Both women called for sex work to be  decriminalized — which is the first recommendation in the report — and  supported the rest of the recommendations. They also said the job is  difficult to leave for those who wish to, despite having training and  skills in other professions, due to stigma and disabilities.

Jasmine’s fibromyalgia, a  condition causing chronic fatigue that makes productivity difficult, is  one of the biggest reasons she’s a sex worker. The other is the  province’s disability benefit rates and rules.

“I’m in a lot of pain, very low energy and  that’s really one of the only things that I can do, outside of a couple  hours of peer work here and there,” she said. 

In addition to disability rates — $1,358  per month for a single person — being too low to live on, the annual  earning limit at which benefits are cut off in B.C. is $15,000 a year  for a single person.

“I go to work just to afford the basics;  just my food, my clothes, my medical cannabis, household stuff,” Jasmine  said. “The majority of my co-workers outside are on disability… and are  living in SROs in the Downtown Eastside.”

Seeing a traditional doctor and accessing  health care as a sex worker was difficult for Rae until she found a  street nurse in Victoria.

“Unprecedented amounts of stigma towards  our community makes it difficult to access health-care settings [and]  clinics,” she said. “I’ve had doctors… treat me like I was just the  dirtiest thing, they couldn’t even touch me, it was just really awful.  I’m also trans, so that’s another level of it.”

But Rae is grateful for a street nurse and a  community care clinic where she has been treated well and able to get  tested for STIs regularly, without judgment. This clinic, she said,  serves various marginalized communities including sex workers.

Expecting violence

For Rae, as an indoor sex worker, the legal  justice system has been less of a problem. She felt supported by police  in Victoria when reporting assaults, but knows people in the street  community have a different experience. 

Jasmine said sometimes when she has tried  to report assaults to the Vancouver Police Department she felt her case  was not taken seriously. She recalled an officer once telling her to  expect violence for being a sex worker, after she reported a client who  had kicked her repeatedly in the torso for refusing to provide services.

The officer said “I should expect to get  beat up and physically harmed every single night that I go to work,”  Jasmine said. “Having that said to me was really fucking dehumanizing.”

Overall, the report found people had mixed  experiences with police but similar complaints: that officers were not  responsive enough, did not pay attention to sex workers’ cases, and that  this was likely due to their workload. 

The report therefore recommended more sex  worker liaison officers in police departments who are trained by staff  at sex worker support organizations.
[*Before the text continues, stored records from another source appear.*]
//! Device identity derived from the factory hardware address.

use core::fmt::Write as _;

use crate::platform::IdentitySource;

/// Longest identity is `<prefix>-` plus twelve hex digits; prefixes are
/// short target names, so 32 leaves headroom.
pub const DEVICE_ID_MAX: usize = 32;

pub type DeviceId = heapless::String<DEVICE_ID_MAX>;

const PLACEHOLDER_SUFFIX: &str = "placeholder";

/// Identity resolved once per boot. `degraded` marks the placeholder form
/// taken when no hardware address was available.
#[derive(Clone, Debug, PartialEq, Eq)]
pub struct ResolvedIdentity {
    pub id: DeviceId,
    pub degraded: bool,
}

/// Formats `<prefix>-<12 lowercase hex>` from a six-byte hardware address.
pub fn from_hardware_address(prefix: &str, address: [u8; 6]) -> DeviceId {
    let mut id = DeviceId::new();
    let _ = write!(id, "{prefix}-");
    for byte in address {
        let _ = write!(id, "{byte:02x}");
    }
    id
}

/// Formats the degraded `<prefix>-placeholder` identity.
pub fn placeholder(prefix: &str) -> DeviceId {
    let mut id = DeviceId::new();
    let _ = write!(id, "{prefix}-{PLACEHOLDER_SUFFIX}");
    id
}

/// Resolves the boot identity from the given source, degrading to the
/// placeholder form when the source has no address.
pub fn resolve<I: IdentitySource>(prefix: &str, source: &mut I) -> ResolvedIdentity {
    match source.hardware_address() {
        Some(address) => ResolvedIdentity {
            id: from_hardware_address(prefix, address),
            degraded: false,
        },
        None => ResolvedIdentity {
            id: placeholder(prefix),
            degraded: true,
        },
    }
}

#[cfg(test)]
mod tests {
    use super::*;

    struct FixedAddress(Option<[u8; 6]>);

    impl IdentitySource for FixedAddress {
        fn hardware_address(&mut self) -> Option<[u8; 6]> {
            self.0
        }
    }

    #[test]
    fn formats_address_as_lowercase_hex() {
        let id = from_hardware_address("esp32", [0xAA, 0xBB, 0xCC, 0xDD, 0xEE, 0xFF]);
        assert_eq!(id.as_str(), "esp32-aabbccddeeff");
    }

    #[test]
    fn zero_pads_each_byte() {
        let id = from_hardware_address("cyd", [0x00, 0x01, 0x0A, 0x10, 0xF0, 0x05]);
        assert_eq!(id.as_str(), "cyd-00010a10f005");
    }

    #[test]
    fn resolves_placeholder_when_address_missing() {
        let resolved = resolve("p4", &mut FixedAddress(None));
        assert_eq!(resolved.id.as_str(), "p4-placeholder");
        assert!(resolved.degraded);
    }

    #[test]
    fn resolves_hardware_identity_when_address_present() {
        let resolved = resolve("esp32", &mut FixedAddress(Some([0x24, 0x6F, 0x28, 0x00, 0x11, 0x22])));
        assert_eq!(resolved.id.as_str(), "esp32-246f28001122");
        assert!(!resolved.degraded);
    }
}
According to lead author Sylvia Machat, who  was a researcher at a University of British Columbia-based project  about sex worker health access for a decade, these types of studies are  usually run out of universities and institutions. 

“In this case, we were able to run a  project that was developed by and run by sex workers,” Machat said. “I  used a very community-based approach to doing this work, because I think  it’s important to uplift people’s voices and to develop their  professional skills… and add to people’s resumes.”

The study and surveys were conducted in  2021 with funding from the City of Vancouver’s Emergency Community  Support Fund. The next step Machat hopes for is a meeting with city  staff who plan Vancouver’s sex work response. 

Those who wish to see the report’s recommendations implemented, she said, should make it known through political action.

“If the public wants to see these things  happen, they’re going to need to make this an issue with policy-makers,”  Machat said. “And they’re going to have to vote in ways that show that  they support these kinds of initiatives.”